Durch das Gesetz gegen illegale Beschäftigung und Sozialleistungsmissbrauch vom 11.07.2019 sind kindergeld- beziehungsweise kinderfreibetragsrelevante Änderungen eingetreten. Hierauf weist der Steuerberaterverband Niedersachsen Sachsen-Anhalt aktuell hin.

§ 66 Absatz 3 Einkommensteuergesetz (EStG), wonach Kindergeld rückwirkend nur für die letzten sechs Monate vor Beginn des Monats gezahlt wird, in dem der Antrag auf Kindergeld eingegangen ist, wurde laut Steuerberaterverband aufgehoben. Die bisherige gesetzliche Regelung sei nur auf Kindergeldanträge anzuwenden, die nach dem 31.12.2017 und vor dem 18.07.2019 bei der Familienkasse eingegangen sind. Strittig sei gegenwärtig, ob auf Grundlage dieser Regelung eine Auszahlung von Kindergeld verweigert werden kann. Dazu seien zahlreiche Verfahren anhängig, die der Bundesfinanzhof (BFH) zu entscheiden habe.

§ 70 Absatz 1 Satz 2 EStG regele nunmehr, dass die Auszahlung festgesetzten Kindergelds rückwirkend nur für die letzten sechs Monate vor Beginn des Monats erfolgt, in dem der Antrag auf Kindergeld eingegangen ist. Diese Regelung sei auf Kindergeldanträge anzuwenden, die nach dem 18.07.2019 bei der Familienkasse eingehen.

Die Aufhebung des § 66 Absatz 3 EStG und die Übernahme der sechsmonatigen Ausschlussfrist für die Auszahlung von Kindergeld in § 70 Absatz 1 Satz 2 EStG erfolgten laut Steuerberaterverband, um klarzustellen, dass die Ausschlussfrist nicht dem Festsetzungs- sondern dem Erhebungsverfahren (= der Auszahlung) zuzuordnen ist.

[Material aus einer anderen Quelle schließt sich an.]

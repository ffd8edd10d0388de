use thiserror::Error;

/// A decode failure, always anchored to the byte offset at which it was
/// detected, mirroring `DecodeException`'s `f"{detail} at position {position}"`
/// from the implementation this crate replaces.
#[derive(Debug, Error)]
pub enum DecodeError {
    #[error("{reason} at offset {offset}")]
    InvalidHeader { offset: u64, reason: &'static str },

    #[error("header crc mismatch: expected {expected:#06x}, got {actual:#06x} at offset {offset}")]
    HeaderCrcMismatch {
        offset: u64,
        expected: u16,
        actual: u16,
    },

    #[error("{reason} at offset {offset}")]
    InvalidRecordHeader { offset: u64, reason: &'static str },

    #[error("{reason} at offset {offset}")]
    InvalidDefinition { offset: u64, reason: String },

    #[error("missing definition for local message type {local_message_type} at offset {offset}")]
    MissingDefinition { offset: u64, local_message_type: u8 },

    #[error("unknown base type {base_type:#04x} at offset {offset}")]
    UnknownBaseType { offset: u64, base_type: u8 },

    #[error("missing field description for developer field {developer_data_index}/{field_definition_number} at offset {offset}")]
    MissingFieldDescription {
        offset: u64,
        developer_data_index: u8,
        field_definition_number: u8,
    },

    #[error("missing developer data id {developer_data_index} at offset {offset}")]
    MissingDeveloperDataId { offset: u64, developer_data_index: u8 },

    #[error("unexpected end of data at offset {offset}: needed {needed} more bytes")]
    UnexpectedEof { offset: u64, needed: usize },

    #[error("file crc mismatch: expected {expected:#06x}, got {actual:#06x} at offset {offset}")]
    FileCrcMismatch {
        offset: u64,
        expected: u16,
        actual: u16,
    },

    #[error("io error at offset {offset}: {source}")]
    Io {
        offset: u64,
        #[source]
        source: std::io::Error,
    },
}
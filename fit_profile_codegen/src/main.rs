//! Debug helper: dumps the generated profile source to stdout without
//! needing a full `fit_decoder` build. Handy when editing the CSV tables.

use std::fs;

use fit_profile_codegen::{generate_enum_type_as_string, generate_messages_source, read_messages, read_profile_types};

fn main() {
    let types_content = fs::read_to_string("../fit_definitions/profile_types.csv")
        .expect("could not read profile_types.csv");
    let messages_content = fs::read_to_string("../fit_definitions/profile_messages.csv")
        .expect("could not read profile_messages.csv");

    let types = read_profile_types(&types_content).expect("could not parse profile_types.csv");
    let messages = read_messages(&messages_content).expect("could not parse profile_messages.csv");

    for t in &types {
        print!("{}", generate_enum_type_as_string(t));
    }

    println!("{}", generate_messages_source(&messages, &types));
}
//! Compiled FIT profile tables. The actual data (`MESSAGES`) is generated at
//! build time by `fit_profile_codegen` from `fit_definitions/*.csv` — this
//! module only defines the shapes that generated code populates and the
//! lookup used by the rest of the decoder. Unknown global message numbers
//! are a normal lookup miss here, not an error: the caller falls back to a
//! synthetic `unknown_<N>` message/field naming scheme.

use std::collections::HashMap;

use lazy_static::lazy_static;

#[derive(Debug, Clone, PartialEq)]
pub struct FieldRef {
    pub field_name: &'static str,
    pub value_number: u32,
}

#[derive(Debug, Clone, PartialEq)]
pub struct SubField {
    pub field_name: &'static str,
    pub field_type: &'static str,
    pub refs: Vec<FieldRef>,
}

#[derive(Debug, Clone, PartialEq)]
pub struct FieldProfile {
    pub field_name: &'static str,
    pub field_type: &'static str,
    pub scale: Option<f32>,
    pub offset: Option<i16>,
    pub units: Option<&'static str>,
    pub subfields: Vec<SubField>,
    pub has_components: bool,
}

#[derive(Debug, Clone, PartialEq)]
pub struct MessageProfile {
    pub name: &'static str,
    pub group: Option<&'static str>,
    pub fields: HashMap<u8, FieldProfile>,
}

include!(concat!(env!("OUT_DIR"), "/profile_data.rs"));

lazy_static! {
    pub static ref MESSAGES: HashMap<u16, MessageProfile> = build_messages();
}

/// A non-fatal lookup: an unrecognised global message number is expected for
/// any message type outside this crate's hand-authored profile subset.
pub fn message_profile(global_message_number: u16) -> Option<&'static MessageProfile> {
    MESSAGES.get(&global_message_number)
}

#[cfg(test)]
mod tests {
    use super::*;

    #[test]
    fn file_id_message_profile_is_present() {
        let profile = message_profile(0).expect("file_id should be in the generated table");
        assert_eq!(profile.name, "file_id");
        assert_eq!(profile.group, Some("file"));
        let product = profile.fields.get(&2).expect("product field");
        assert_eq!(product.subfields.len(), 1);
        assert_eq!(product.subfields[0].field_name, "garmin_product");
    }

    #[test]
    fn unknown_message_number_is_a_lookup_miss() {
        assert!(message_profile(0xFFFF).is_none());
    }
}
//! Decodes Garmin FIT binary files: header, definition/data records,
//! developer fields, and scaled field values. Profile-generation from the
//! vendor's Profile spreadsheet and the components sub-protocol are out of
//! scope; see `README`/design notes for what's covered.

pub mod base_type;
pub mod crc;
pub mod data_message;
pub mod decode;
pub mod definition;
pub mod developer;
pub mod error;
pub mod field;
pub mod profile;
pub mod record_header;
pub mod stream;
pub mod timestamp;

pub use data_message::DataMessage;
pub use decode::{decode, decode_file_type, DecodeOptions, DecodedFile, FileHeader};
pub use definition::DefinitionMessage;
pub use developer::DeveloperDataEntry;
pub use error::DecodeError;
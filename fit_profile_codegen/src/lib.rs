//! Reads the hand-maintained FIT profile CSV tables and turns them into Rust
//! source text. This stands in for the vendor's Profile.xlsx -> code step:
//! the real tables are out of scope for this crate, so `fit_definitions/`
//! carries a small, representative subset instead.

use std::collections::HashMap;

use convert_case::{Case, Casing};
use thiserror::Error;

#[derive(Debug, Error)]
pub enum CodegenError {
    #[error("csv error: {0}")]
    Csv(#[from] csv::Error),
    #[error("malformed row in {table}: {detail}")]
    MalformedRow { table: &'static str, detail: String },
}

#[derive(Debug, Clone, PartialEq)]
pub struct FitTypeValue {
    pub value_name: String,
    pub value: u32,
    pub comment: String,
}

#[derive(Debug, Clone, PartialEq)]
pub struct FitType {
    pub type_name: String,
    pub base_type: String,
    pub values: Vec<FitTypeValue>,
}

impl FitType {
    fn value_number(&self, value_name: &str) -> Option<u32> {
        self.values
            .iter()
            .find(|v| v.value_name == value_name)
            .map(|v| v.value)
    }
}

#[derive(Debug, Clone, PartialEq)]
pub enum FitMessageArrayType {
    NotArray,
    FixedSizeArray(usize),
    VariableSizeArray,
}

#[derive(Debug, Clone, PartialEq)]
pub struct FitRefField {
    pub field_name: String,
    pub value_number: u32,
}

#[derive(Debug, Clone, PartialEq)]
pub struct FitMessageField {
    pub definition_number: u8,
    pub name: String,
    pub field_type: String,
    pub array: FitMessageArrayType,
    pub components: Vec<String>,
    pub scale: Option<f32>,
    pub offset: Option<i16>,
    pub units: Option<String>,
    pub comment: Option<String>,
    pub subfields: Vec<FitSubField>,
}

#[derive(Debug, Clone, PartialEq)]
pub struct FitSubField {
    pub name: String,
    pub field_type: String,
    pub array: FitMessageArrayType,
    pub refs: Vec<FitRefField>,
}

#[derive(Debug, Clone, PartialEq)]
pub struct FitMessage {
    pub name: String,
    pub group: Option<String>,
    pub comment: Option<String>,
    pub fields: Vec<FitMessageField>,
}

const MESSAGE_NAME_IDX: usize = 0;
const FIELD_DEF_NUMBER_IDX: usize = 1;
const FIELD_NAME_IDX: usize = 2;
const FIELD_TYPE_IDX: usize = 3;
const ARRAY_IDX: usize = 4;
const COMPONENTS_IDX: usize = 5;
const SCALE_IDX: usize = 6;
const OFFSET_IDX: usize = 7;
const UNITS_IDX: usize = 8;
#[allow(dead_code)]
const BITS_IDX: usize = 9;
#[allow(dead_code)]
const ACCUMULATE_IDX: usize = 10;
const REF_FIELD_NAME_IDX: usize = 11;
const REF_FIELD_VALUE_IDX: usize = 12;
const COMMENT_IDX: usize = 13;
#[allow(dead_code)]
const PRODUCTS_IDX: usize = 14;
const GROUP_IDX: usize = 15;
const EXPECTED_COLUMNS: usize = 16;

/// Reads the message/field table. Rows whose message-name column is filled
/// start a new message; rows whose field-def-number column is empty and
/// field-name column is filled are subfields of the field most recently
/// pushed onto the current message.
pub fn read_messages(content: &str) -> Result<Vec<FitMessage>, CodegenError> {
    let mut rdr = csv::ReaderBuilder::new()
        .flexible(true)
        .from_reader(content.as_bytes());

    let mut fit_messages: Vec<FitMessage> = Vec::new();
    let mut curr_message: Option<FitMessage> = None;

    for result in rdr.records() {
        let rec = result?;
        let rec: Vec<&str> = rec.iter().collect();
        if rec.len() < EXPECTED_COLUMNS {
            continue;
        }

        if !rec[MESSAGE_NAME_IDX].is_empty() {
            if let Some(msg) = curr_message.take() {
                fit_messages.push(msg);
            }
            curr_message = Some(FitMessage {
                name: rec[MESSAGE_NAME_IDX].to_string(),
                group: non_empty(rec[GROUP_IDX]),
                comment: non_empty(rec[COMMENT_IDX]),
                fields: Vec::new(),
            });
            continue;
        }

        let message = curr_message.as_mut().ok_or_else(|| CodegenError::MalformedRow {
            table: "profile_messages.csv",
            detail: "field row before any message row".to_string(),
        })?;

        let array = parse_fit_message_array(rec[ARRAY_IDX]);
        let components = parse_comma_delimited(rec[COMPONENTS_IDX]);
        let field_name = rec[FIELD_NAME_IDX].to_string();
        let field_type = rec[FIELD_TYPE_IDX].to_string();

        if rec[FIELD_DEF_NUMBER_IDX].is_empty() {
            // subfield of the previously declared field
            let refs = parse_refs(rec[REF_FIELD_NAME_IDX], rec[REF_FIELD_VALUE_IDX])?;
            let parent = message.fields.last_mut().ok_or_else(|| CodegenError::MalformedRow {
                table: "profile_messages.csv",
                detail: format!("subfield {field_name} with no preceding primary field"),
            })?;
            parent.subfields.push(FitSubField {
                name: field_name,
                field_type,
                array,
                refs,
            });
            continue;
        }

        let definition_number: u8 = rec[FIELD_DEF_NUMBER_IDX]
            .parse()
            .map_err(|_| CodegenError::MalformedRow {
                table: "profile_messages.csv",
                detail: format!("bad field definition number {:?}", rec[FIELD_DEF_NUMBER_IDX]),
            })?;

        let scale = non_empty(rec[SCALE_IDX]).map(|s| {
            s.parse::<f32>()
                .unwrap_or_else(|_| panic!("could not parse scale {s}"))
        });
        let offset = non_empty(rec[OFFSET_IDX]).map(|s| {
            s.parse::<i16>()
                .unwrap_or_else(|_| panic!("could not parse offset {s}"))
        });

        message.fields.push(FitMessageField {
            definition_number,
            name: field_name,
            field_type,
            array,
            components,
            scale,
            offset,
            units: non_empty(rec[UNITS_IDX]),
            comment: non_empty(rec[COMMENT_IDX]),
            subfields: Vec::new(),
        });
    }

    if let Some(msg) = curr_message.take() {
        fit_messages.push(msg);
    }

    Ok(fit_messages)
}

fn parse_refs(names: &str, values: &str) -> Result<Vec<FitRefField>, CodegenError> {
    let names = parse_comma_delimited(names);
    let values = parse_comma_delimited(values);

    if names.len() != values.len() {
        return Err(CodegenError::MalformedRow {
            table: "profile_messages.csv",
            detail: format!(
                "ref field name/value count mismatch: {:?} vs {:?}",
                names, values
            ),
        });
    }

    names
        .into_iter()
        .zip(values)
        .map(|(field_name, value)| {
            value
                .parse::<u32>()
                .map(|value_number| FitRefField {
                    field_name,
                    value_number,
                })
                .map_err(|_| CodegenError::MalformedRow {
                    table: "profile_messages.csv",
                    detail: format!("ref field value is not numeric: {value:?}"),
                })
        })
        .collect()
}

fn non_empty(s: &str) -> Option<String> {
    if s.is_empty() {
        None
    } else {
        Some(s.to_string())
    }
}

fn parse_comma_delimited(input: &str) -> Vec<String> {
    if input.is_empty() {
        Vec::new()
    } else {
        input.split(',').map(|s| s.trim().to_string()).collect()
    }
}

fn parse_fit_message_array(array_def: &str) -> FitMessageArrayType {
    match array_def.trim() {
        s if s.is_empty() => FitMessageArrayType::NotArray,
        s if s.eq_ignore_ascii_case("[N]") => FitMessageArrayType::VariableSizeArray,
        s if s.starts_with('[') && s.ends_with(']') => {
            let trimmed = &s[1..s.len() - 1];
            FitMessageArrayType::FixedSizeArray(
                trimmed
                    .parse::<usize>()
                    .unwrap_or_else(|_| panic!("could not parse array size from {s}")),
            )
        }
        weird => panic!("unrecognised fit message array value: {weird}"),
    }
}

const TYPE_NAME_IDX: usize = 0;
const BASE_TYPE_IDX: usize = 1;
const VALUE_NAME_IDX: usize = 2;
const VALUE_IDX: usize = 3;
const TYPE_COMMENT_IDX: usize = 4;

Nach § 31 Satz 4 EStG sei bei der Günstigerprüfung in der Regel der Anspruch auf Kindergeld zu berücksichtigen. § 31 Satz 5 EStG sehe eine Ausnahme von diesem Grundsatz vor und bestimme Folgendes: Bei der Prüfung der Steuerfreistellung und der Hinzurechnung nach (§ 31) Satz 4 (EStG) bleibe der Anspruch auf Kindergeld für Kalendermonate unberücksichtigt, in denen durch Bescheid der Familienkasse ein Anspruch auf Kindergeld festgesetzt, aber wegen § 70 Absatz 1 Satz 2 (EStG) nicht ausgezahlt wurde. Auf Rückfrage seien gegenüber dem Finanzamt der betreffende Kindergeldbescheid oder eine Bescheinigung der Familienkasse nach § 68 Absatz 3 EStG vorzulegen. Die Regelung nach § 31 Satz 5 EStG sei nach Auffassung der Finanzverwaltung erstmals für den Veranlagungszeitraum 2019 – nicht aber für davor liegende Veranlagungsjahre trotz Antragsstellung nach dem 18.07.2019 – anzuwenden.

Weiter führt der Steuerberaterverband aus, die Finanzverwaltung stelle bei Anwendung der Günstigerprüfung im Veranlagungszeitraum 2018 auf den Kindergeldanspruch unabhängig von dessen Auszahlung ab. Dieser Auffassung sei das Hessische Finanzgericht mit Urteil vom 17.09.2019 (6 K 174/19, nicht rechtskräftig) entgegengetreten. Es habe entschieden, dass in Fällen, in denen der Steuerpflichtige einen bestehenden Kindergeldanspruch innerhalb der vierjährigen Festsetzungsfrist gegenüber der Familienkasse geltend macht und die Familienkasse die Kindergeldzahlung wegen der Ausschlussfrist des § 66 Absatz 3 EStG a.F. ganz oder teilweise ablehnt, im Rahmen der Günstigerprüfung der Anspruch auf Kindergeld für die Kalendermonate, für die keine Zahlung erfolgt sei, mit "null Euro" zu erfassen sei. Gegen diese Entscheidung ist laut Steuerberaterverband ein Revisionsverfahren vor dem BFH anhängig. Vergleichbare Verfahren sollten offengehalten werden.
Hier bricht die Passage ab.